Анджей прилетел навсегда поздней осенью. Всю зиму и весну они ходили по театрам, концертам и ресторанам, бросая маленькую Машку на Калерию Кирилловну. Она так и называла ее — «мой подкидыш». Но Машка ее почему-то недолюбливала, зато родителей, мать в особенности, обожала. Анджей работал в посольстве, подрабатывал переводами, Маша бросила работу в больнице и тоже пыталась заняться интеллектуальной деятельностью. Но она была так поглощена Анджеем и их любовью, что не могла работать над своими переводами с французского более-менее сосредоточенно. Денег им хоть со скрипом, но хватало. В посольстве давали хороший паек. Калерия Кирилловна, глядя на их кипучую безалаберную жизнь, думала: «Надо же, какое непутевое выросло поколение, а ведь оба родились уже при советской власти». Но тут же вспоминала, что Анджей вообще неизвестно при какой власти родился и вздыхала, ожидая неминуемых бед.

В Польше скоро пришли к власти коммунисты, и Анджею предложили в Варшаве место главного редактора одной из центральных газет. Он отказался, потому что Маша не была ему законной женой, а без нее он не согласился бы даже на должность премьер-министра. Бестолковая столичная жизнь ему скоро наскучила, начатый еще на фронте роман лежал в ящике стола. Он поехал на недельку к Николаю Петровичу, ставшему теперь, по выражению Анджея, «царьком богатого скифского княжества». Вернулся через пять дней счастливый и воодушевленный.

Весной они втроем переехали в дом у реки, оставив Калерию Кирилловну и Ромео стеречь московскую квартиру.

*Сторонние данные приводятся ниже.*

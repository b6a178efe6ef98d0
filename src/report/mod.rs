//! Period report generation pages and endpoints.

mod generate;
mod page;

pub use generate::{email_report_endpoint, generate_report_endpoint};
pub use page::get_reports_page;
//! Income delete endpoint.

use std::sync::{Arc, Mutex};

use axum::{
    Extension,
    extract::{FromRef, Path, State},
    response::{IntoResponse, Response},
};
use maud::html;
use rusqlite::Connection;

use crate::{
    AppState, Error, alert::Alert, database_id::IncomeId, filter::RecordFilter, session::Session,
    timezone::local_today,
};

use super::{
    list::income_table_view,
    store::{delete_income, fetch_income},
};

/// The state needed for deleting an income record.
#[derive(Debug, Clone)]
pub struct DeleteIncomeState {
    /// The database connection for managing income records.
    pub db_connection: Arc<Mutex<Connection>>,
    /// The local timezone as a canonical timezone name.
    pub local_timezone: String,
}

impl FromRef<AppState> for DeleteIncomeState {
    fn from_ref(state: &AppState) -> Self {
        Self {
            db_connection: state.db_connection.clone(),
            local_timezone: state.local_timezone.clone(),
        }
    }
}

/// A route handler for deleting an income record.
///
/// Responds with a freshly queried table so the list always reflects the
/// store after a mutation, plus a success alert swapped out-of-band.
pub async fn delete_income_endpoint(
    State(state): State<DeleteIncomeState>,
    Extension(session): Extension<Session>,
    Path(income_id): Path<IncomeId>,
) -> Response {
    let Some(today) = local_today(&state.local_timezone) else {
        return Error::InvalidTimezoneError(state.local_timezone).into_alert_response();
    };

    let connection = match state.db_connection.lock() {
        Ok(connection) => connection,
        Err(error) => {
            tracing::error!("could not acquire database lock: {error}");
            return Error::DatabaseLockError.into_alert_response();
        }
    };

    if let Err(error) = delete_income(Some(&session), income_id, &connection) {
        tracing::error!("Could not delete income {income_id}: {error}");
        return error.into_alert_response();
    }

    match fetch_income(Some(&session), &RecordFilter::none(), today, &connection) {
        Ok(income) => {
            let alert = Alert::success("Income deleted", "").into_html();

            html! {
                (income_table_view(&income))
                (alert)
            }
            .into_response()
        }
        Err(error) => error.into_alert_response(),
    }
}

#[cfg(test)]
mod delete_income_endpoint_tests {
    use std::sync::{Arc, Mutex};

    use axum::{
        Extension,
        extract::{Path, State},
        http::StatusCode,
        response::IntoResponse,
    };
    use time::macros::date;

    use crate::{
        Error,
        attachment::AttachmentStore,
        income::{Income, add_income, get_income},
        test_utils::{get_test_connection, test_session},
    };

    use super::{DeleteIncomeState, delete_income_endpoint};

    #[tokio::test]
    async fn delete_removes_income() {
        let conn = get_test_connection();
        let session = test_session();
        let blobs = AttachmentStore::new(std::env::temp_dir());

        let income = add_income(
            Some(&session),
            Income::build(1000.0, date!(2024 - 06 - 01), "Salary"),
            &[],
            &blobs,
            &conn,
        )
        .unwrap()
        .unwrap();

        let state = DeleteIncomeState {
            db_connection: Arc::new(Mutex::new(conn)),
            local_timezone: "UTC".to_owned(),
        };

        let response = delete_income_endpoint(
            State(state.clone()),
            Extension(session.clone()),
            Path(income.id),
        )
        .await
        .into_response();

        assert_eq!(response.status(), StatusCode::OK);

        let connection = state.db_connection.lock().unwrap();
        assert_eq!(
            get_income(income.id, &session.user_id, &connection),
            Err(Error::NotFound)
        );
    }
}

Устинья обнаружила исчезновение Маши поздно — обычно она тихонько выходила из ее спальни в пятнадцать минут восьмого, чтобы накормить и проводить в школу Машку. В тот день было воскресенье, и Устинья позволила себе с часок поваляться в постели, тем более, что во всем доме было тихо, если не считать петушиного кукареканья. Наконец Устинья встала, заслышав легкие вечно куда-то спешащие Машкины шаги. Она быстро накинула халат, в поисках которого долго шарила рукой по стенке — в спальне было темно, — прислушавшись, уловила то, что привыкла слышать: беззвучное Машино дыхание, и выскользнула за дверь, тихо прикрыв ее за собой. Маша-большая просыпалась к двенадцати, и до этого часа ее не беспокоили. В двенадцать двадцать Устинья принесла теплый травяной настой и столовую ложку майского меда. Отдернула штору. И громко вскрикнула, чуть не выронив из рук чашку.